WA news LIVE: ‘Toothless’ penalties leading to rampant illegal tobacco sales in WA: health body
Half of Perth’s corner shops sell illegal tobacco, according to the Australian Council on Smoking and Health, calling on the Australian Government to urgently reform their penalties.
ACOSH surveyed 103 retail outlets in 56 suburbs and found that illegal sales of tobacco or e-cigarettes were common in newsagents, delicatessens, tobacconists, convenience stores and gift shops.
Stores that sell nicotine e-cigarettes illegally could face larger fines under a crackdown from the state government.Credit: Brook Mitchell
“Illegal tobacco and e-cigarettes are sold in broad daylight, proudly displayed in glass cases and listed on laminated menus,” chief executive Laura Hunter said.
“There are no lies, no fear of getting caught, and the penalties applicable when caught are minimal.”
WA is the only state in Australia that has not updated its legislation in response to the increase in the illicit tobacco and vaping trade; ACOSH describes state laws as “toothless.”

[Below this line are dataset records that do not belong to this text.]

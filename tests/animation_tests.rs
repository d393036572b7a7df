//! Animation System Tests
//!
//! Tests for:
//! - Ease curves and their serde representation
//! - Frame-rate aware damping (damp, Smoothed)
//! - EntranceTimeline validation, absolute offsets and sampling
//! - TimelinePlayback one-shot semantics
//! - ContinuousAnimator transform follow, pulsing light, moving light, freeze
//! - Transform version tracking

use std::f32::consts::FRAC_PI_2;
use std::sync::Arc;

use glam::Vec3;

use vitrine::VitrineError;
use vitrine::animation::continuous::{
    AnimationTarget, AnimatorConfig, ContinuousAnimator, LightMotionState, MovingLightConfig,
    PulsingLightConfig, TransformRange,
};
use vitrine::animation::easing::Ease;
use vitrine::animation::smoothing::{Smoothed, damp};
use vitrine::animation::timeline::{
    EntranceTimeline, TimelineEntry, TimelinePlayback, Timing, Tween,
};
use vitrine::scene::Transform;
use vitrine::scroll::ScrollProgress;

const EPSILON: f32 = 1e-4;

fn approx(a: f32, b: f32) -> bool {
    (a - b).abs() < EPSILON
}

fn vec3_approx(a: Vec3, b: Vec3) -> bool {
    a.abs_diff_eq(b, EPSILON)
}

fn visible(progress: f32) -> ScrollProgress {
    ScrollProgress {
        progress,
        in_view: true,
    }
}

fn slide_config() -> AnimatorConfig {
    AnimatorConfig {
        transform: TransformRange {
            start: AnimationTarget::default(),
            end: AnimationTarget {
                position: Vec3::new(10.0, 0.0, 0.0),
                ..AnimationTarget::default()
            },
        },
        follow_speed: 4.0,
        pulsing_light: None,
        moving_light: None,
    }
}

// ============================================================================
// Ease
// ============================================================================

#[test]
fn ease_power_curves_midpoint() {
    assert!(approx(Ease::Linear.apply(0.5, 1.0), 0.5));
    assert!(approx(Ease::QuadIn.apply(0.5, 1.0), 0.25));
    assert!(approx(Ease::QuadOut.apply(0.5, 1.0), 0.75));
    assert!(approx(Ease::CubicIn.apply(0.5, 1.0), 0.125));
    assert!(approx(Ease::CubicOut.apply(0.5, 1.0), 0.875));
    assert!(approx(Ease::CubicInOut.apply(0.5, 1.0), 0.5));
}

#[test]
fn ease_clamps_input() {
    assert!(approx(Ease::QuadIn.apply(-1.0, 1.0), 0.0));
    assert!(approx(Ease::back_out().apply(2.0, 1.0), 1.0));
}

#[test]
fn ease_deserializes_with_defaults() {
    let back: Ease = serde_json::from_str(r#"{ "kind": "back_out" }"#).unwrap();
    assert_eq!(back, Ease::back_out());

    let spring: Ease = serde_json::from_str(r#"{ "kind": "spring", "stiffness": 100.0 }"#).unwrap();
    assert_eq!(spring, Ease::spring(1.0, 100.0, 26.0));

    let linear: Ease = serde_json::from_str(r#"{ "kind": "linear" }"#).unwrap();
    assert_eq!(linear, Ease::Linear);
}

#[test]
fn ease_spring_validation() {
    assert!(Ease::spring(0.0, 100.0, 10.0).validate().is_err());
    assert!(Ease::spring(1.0, -1.0, 10.0).validate().is_err());
    assert!(Ease::spring(1.0, 100.0, 10.0).validate().is_ok());
}

// ============================================================================
// Damping
// ============================================================================

#[test]
fn damp_long_frame_lands_on_target() {
    assert!(approx(damp(0.0_f32, 5.0, 4.0, 1.0), 5.0));
    assert!(approx(damp(0.0_f32, 5.0, 4.0, 0.1), 2.0));
}

#[test]
fn damp_is_roughly_frame_rate_independent() {
    fn run(hz: u32) -> f32 {
        let dt = 1.0 / hz as f32;
        let mut value = 0.0_f32;
        for _ in 0..hz {
            value = damp(value, 5.0, 4.0, dt);
        }
        value
    }

    let slow = run(30);
    let fast = run(144);
    assert!((slow - fast).abs() < 0.05, "30 Hz {slow} vs 144 Hz {fast}");
    assert!(slow > 4.8 && fast > 4.8);
}

#[test]
fn smoothed_value_settles() {
    let mut smoothed = Smoothed::new(Vec3::ZERO, 8.0);
    for _ in 0..120 {
        smoothed.update(Vec3::ONE, 1.0 / 60.0);
    }
    assert!(smoothed.is_settled(Vec3::ONE, 1e-3));

    smoothed.reset(Vec3::splat(2.0));
    assert_eq!(smoothed.value(), Vec3::splat(2.0));
}

// ============================================================================
// EntranceTimeline
// ============================================================================

fn two_track_timeline() -> EntranceTimeline {
    EntranceTimeline::new(vec![
        TimelineEntry::new(
            Tween::GroupPosition {
                from: Vec3::ZERO,
                to: Vec3::new(0.0, 10.0, 0.0),
            },
            Timing::new(2.0, Ease::Linear, 1.0),
        ),
        TimelineEntry::new(
            Tween::OverlayOffsetY {
                from: 0.0,
                to: 100.0,
            },
            Timing::new(1.0, Ease::Linear, 0.0),
        ),
    ])
    .unwrap()
}

#[test]
fn timeline_duration_is_latest_end() {
    let timeline = two_track_timeline();
    assert!(approx(timeline.duration(), 3.0));
}

#[test]
fn timeline_entries_sorted_by_offset() {
    let timeline = two_track_timeline();
    let offsets: Vec<f32> = timeline.entries().iter().map(|e| e.timing.offset).collect();
    assert_eq!(offsets, vec![0.0, 1.0]);
}

#[test]
fn timeline_offsets_are_absolute() {
    let timeline = two_track_timeline();

    let early = timeline.sample(0.5);
    assert!(approx(early.overlay_offset_y.unwrap(), 50.0));
    // Not started yet: holds its `from` value.
    assert!(vec3_approx(early.group_position.unwrap(), Vec3::ZERO));

    let late = timeline.sample(2.0);
    assert!(approx(late.overlay_offset_y.unwrap(), 100.0));
    assert!(vec3_approx(late.group_position.unwrap(), Vec3::new(0.0, 5.0, 0.0)));

    assert!(late.camera_position.is_none());
    assert!(late.group_rotation.is_none());
}

#[test]
fn timeline_later_entry_takes_over_property() {
    let timeline = EntranceTimeline::new(vec![
        TimelineEntry::new(
            Tween::OverlayOffsetY {
                from: 0.0,
                to: 100.0,
            },
            Timing::new(1.0, Ease::Linear, 0.0),
        ),
        TimelineEntry::new(
            Tween::OverlayOffsetY {
                from: 100.0,
                to: 0.0,
            },
            Timing::new(1.0, Ease::Linear, 2.0),
        ),
    ])
    .unwrap();

    assert!(approx(timeline.sample(1.5).overlay_offset_y.unwrap(), 100.0));
    assert!(approx(timeline.sample(2.5).overlay_offset_y.unwrap(), 50.0));
    assert!(approx(timeline.sample(3.0).overlay_offset_y.unwrap(), 0.0));
}

#[test]
fn timeline_rejects_empty_and_bad_timing() {
    assert!(matches!(
        EntranceTimeline::new(Vec::new()),
        Err(VitrineError::EmptyTimeline)
    ));

    let negative = EntranceTimeline::new(vec![
        TimelineEntry::new(
            Tween::OverlayOffsetY { from: 0.0, to: 1.0 },
            Timing::new(1.0, Ease::Linear, 0.0),
        ),
        TimelineEntry::new(
            Tween::OverlayOffsetY { from: 0.0, to: 1.0 },
            Timing::new(-1.0, Ease::Linear, 0.0),
        ),
    ]);
    assert!(matches!(
        negative,
        Err(VitrineError::InvalidTiming { index: 1, .. })
    ));
}

#[test]
fn timeline_entry_deserializes() {
    let json = r#"{
        "tween": { "target": "camera_position", "from": [0.0, 0.0, 12.0], "to": [0.0, 0.0, 6.0] },
        "timing": { "duration": 2.0, "ease": { "kind": "quad_in_out" } }
    }"#;
    let entry: TimelineEntry = serde_json::from_str(json).unwrap();
    assert_eq!(
        entry.tween,
        Tween::CameraPosition {
            from: Vec3::new(0.0, 0.0, 12.0),
            to: Vec3::new(0.0, 0.0, 6.0),
        }
    );
    assert_eq!(entry.timing.ease, Ease::QuadInOut);
    assert!(approx(entry.timing.offset, 0.0));
}

// ============================================================================
// TimelinePlayback
// ============================================================================

#[test]
fn playback_finishes_once() {
    let mut playback = TimelinePlayback::new(Arc::new(two_track_timeline()));

    assert!(!playback.update(1.5));
    assert!(!playback.is_finished());
    assert!(playback.update(2.0));
    assert!(playback.is_finished());
    assert!(approx(playback.time, 3.0));

    // Stays parked at the end.
    assert!(!playback.update(1.0));
    assert!(approx(playback.time, 3.0));
}

#[test]
fn playback_paused_does_not_advance() {
    let mut playback = TimelinePlayback::new(Arc::new(two_track_timeline()));
    playback.paused = true;
    assert!(!playback.update(10.0));
    assert!(approx(playback.time, 0.0));
}

// ============================================================================
// ContinuousAnimator: Transform
// ============================================================================

#[test]
fn animator_follows_scroll_target() {
    let mut animator = ContinuousAnimator::new(slide_config());
    animator.set_scroll(visible(0.5));

    let frame = animator.tick(0.1, 0.0).unwrap();
    assert!(vec3_approx(frame.transform.position, Vec3::new(2.0, 0.0, 0.0)));

    for _ in 0..200 {
        animator.tick(1.0 / 60.0, 0.0);
    }
    assert!(vec3_approx(animator.current().position, Vec3::new(5.0, 0.0, 0.0)));
}

#[test]
fn animator_starts_at_progress_zero() {
    let animator = ContinuousAnimator::new(slide_config());
    assert_eq!(animator.scroll(), ScrollProgress::INITIAL);
    assert!(vec3_approx(animator.current().position, Vec3::ZERO));
}

#[test]
fn animator_frozen_while_not_visible() {
    let mut config = slide_config();
    config.moving_light = Some(MovingLightConfig::default());
    let mut animator = ContinuousAnimator::new(config);

    animator.set_scroll(visible(1.0));
    animator.tick(0.1, 0.0);
    let before = animator.current();
    let lights_before = *animator.lights();

    animator.set_scroll(ScrollProgress {
        progress: 1.0,
        in_view: false,
    });
    for _ in 0..100 {
        assert!(animator.tick(0.1, 0.0).is_none());
    }
    assert_eq!(animator.current(), before);
    assert_eq!(*animator.lights(), lights_before);

    // Resumes from the frozen values, no catch-up.
    animator.set_scroll(visible(1.0));
    let resumed = animator.tick(0.1, 0.0).unwrap();
    let expected = before.position.lerp(Vec3::new(10.0, 0.0, 0.0), 0.4);
    assert!(vec3_approx(resumed.transform.position, expected));
}

#[test]
fn animator_sync_transform_avoids_snap() {
    let mut animator = ContinuousAnimator::new(slide_config());
    let handed = AnimationTarget {
        position: Vec3::new(0.0, -2.0, 0.0),
        ..AnimationTarget::default()
    };
    animator.sync_transform(handed);
    animator.set_scroll(visible(0.0));

    let frame = animator.tick(0.1, 0.0).unwrap();
    assert!(vec3_approx(frame.transform.position, Vec3::new(0.0, -1.2, 0.0)));
}

// ============================================================================
// ContinuousAnimator: Lights
// ============================================================================

#[test]
fn pulsing_light_target_branches() {
    let pulse = PulsingLightConfig::default();

    assert!(approx(pulse.target(0.0, FRAC_PI_2), 2.0));
    assert!(approx(pulse.target(0.0, 0.0), 1.5));
    assert!(approx(pulse.target(0.3, FRAC_PI_2), 1.5));
    assert!(approx(pulse.target(0.75, 0.0), 0.75));
    assert!(approx(pulse.target(1.0, 0.0), 0.0));
}

#[test]
fn pulsing_light_is_smoothed() {
    let config = AnimatorConfig {
        pulsing_light: Some(PulsingLightConfig::default()),
        ..slide_config()
    };
    let mut animator = ContinuousAnimator::new(config);
    animator.set_scroll(visible(1.0));

    // 1.5 toward 0.0 at smoothing 3.0 over 0.1 s
    let frame = animator.tick(0.1, 0.0).unwrap();
    assert!(approx(frame.pulsing_intensity.unwrap(), 1.05));
}

#[test]
fn moving_light_reflects_at_bound() {
    let config = MovingLightConfig {
        speed: 0.0375,
        bound: 10.0,
    };
    let mut state = LightMotionState::default();

    let mut ticks = 0;
    while state.moving_forward {
        state.advance_moving_light(&config);
        ticks += 1;
        assert!(ticks < 1000, "never reached the bound");
    }
    assert!((266..=268).contains(&ticks), "flipped after {ticks} ticks");
    assert!(approx(state.current_x, 10.0));

    let at_bound = state.current_x;
    state.advance_moving_light(&config);
    assert!(state.current_x < at_bound);
    state.advance_moving_light(&config);
    assert!(approx(state.current_x, 10.0 - 2.0 * 0.0375));
}

#[test]
fn moving_light_stays_within_bounds() {
    let config = AnimatorConfig {
        moving_light: Some(MovingLightConfig::default()),
        ..slide_config()
    };
    let mut animator = ContinuousAnimator::new(config);
    animator.set_scroll(visible(0.5));

    let mut flips = 0;
    let mut forward = animator.lights().moving_forward;
    for _ in 0..2000 {
        let frame = animator.tick(1.0 / 60.0, 0.0).unwrap();
        let x = frame.moving_light_x.unwrap();
        assert!((-10.0..=10.0).contains(&x), "x = {x} escaped the bound");
        if animator.lights().moving_forward != forward {
            forward = animator.lights().moving_forward;
            flips += 1;
        }
    }
    assert!(flips >= 3);
}

#[test]
fn animator_config_validation() {
    let mut config = AnimatorConfig::default();
    assert!(config.validate().is_ok());

    config.follow_speed = -1.0;
    assert!(config.validate().is_err());

    let mut config = AnimatorConfig::default();
    config.moving_light = Some(MovingLightConfig {
        speed: 0.1,
        bound: 0.0,
    });
    assert!(config.validate().is_err());
}

// ============================================================================
// Transform
// ============================================================================

#[test]
fn transform_version_bumps_only_on_change() {
    let mut transform = Transform::new();
    assert_eq!(transform.version(), 0);

    assert!(!transform.commit());
    assert_eq!(transform.version(), 0);

    transform.position = Vec3::new(1.0, 2.0, 3.0);
    assert!(transform.commit());
    assert_eq!(transform.version(), 1);

    let same = transform.target();
    assert!(!transform.apply_target(&same));
    assert_eq!(transform.version(), 1);
}

#[test]
fn transform_matrix_translation() {
    let mut transform = Transform::new();
    transform.position = Vec3::new(1.0, 2.0, 3.0);
    let m = transform.matrix();
    assert!(vec3_approx(m.w_axis.truncate(), Vec3::new(1.0, 2.0, 3.0)));
}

Currently, a person who violates tobacco laws can be fined up to $10,000, and a first-time offender can be fined up to $40,000.
Following a series of violent attacks on tobacco shops and fears of ‘tobacco wars’ in the west, WA Police Commissioner Col Blanch last month said fines were too low to deter shop owners.
He said he wanted the authority to issue a temporary closure order.
During questions yesterday, Police Minister Reece Whitby defended the pace of the state government’s reform of the law.
“Since January this year, the WA Department of Health has carried out more than 1,600 inspections in Western Australia. More than 190,000 e-cigarettes, 460,000 cigarettes and more than 85 kilograms of tobacco were seized,” he said.
“Western Australia wants to have the toughest and best laws in the country on this issue, so we are currently trying to bring those laws together.
“We’re looking at what other states are putting in place because we want to have the toughest, most effective, best illicit tobacco laws in the country.”
It comes a day after the Department of Health’s annual report showed smoking in Western Australia had reversed the trend, rising from 10 per cent of people to 12 per cent of people over the past two years.
Only nine percent of the population smoked in 2018; Cancer Council WA predicted at the time that this figure would fall to five per cent by 2028.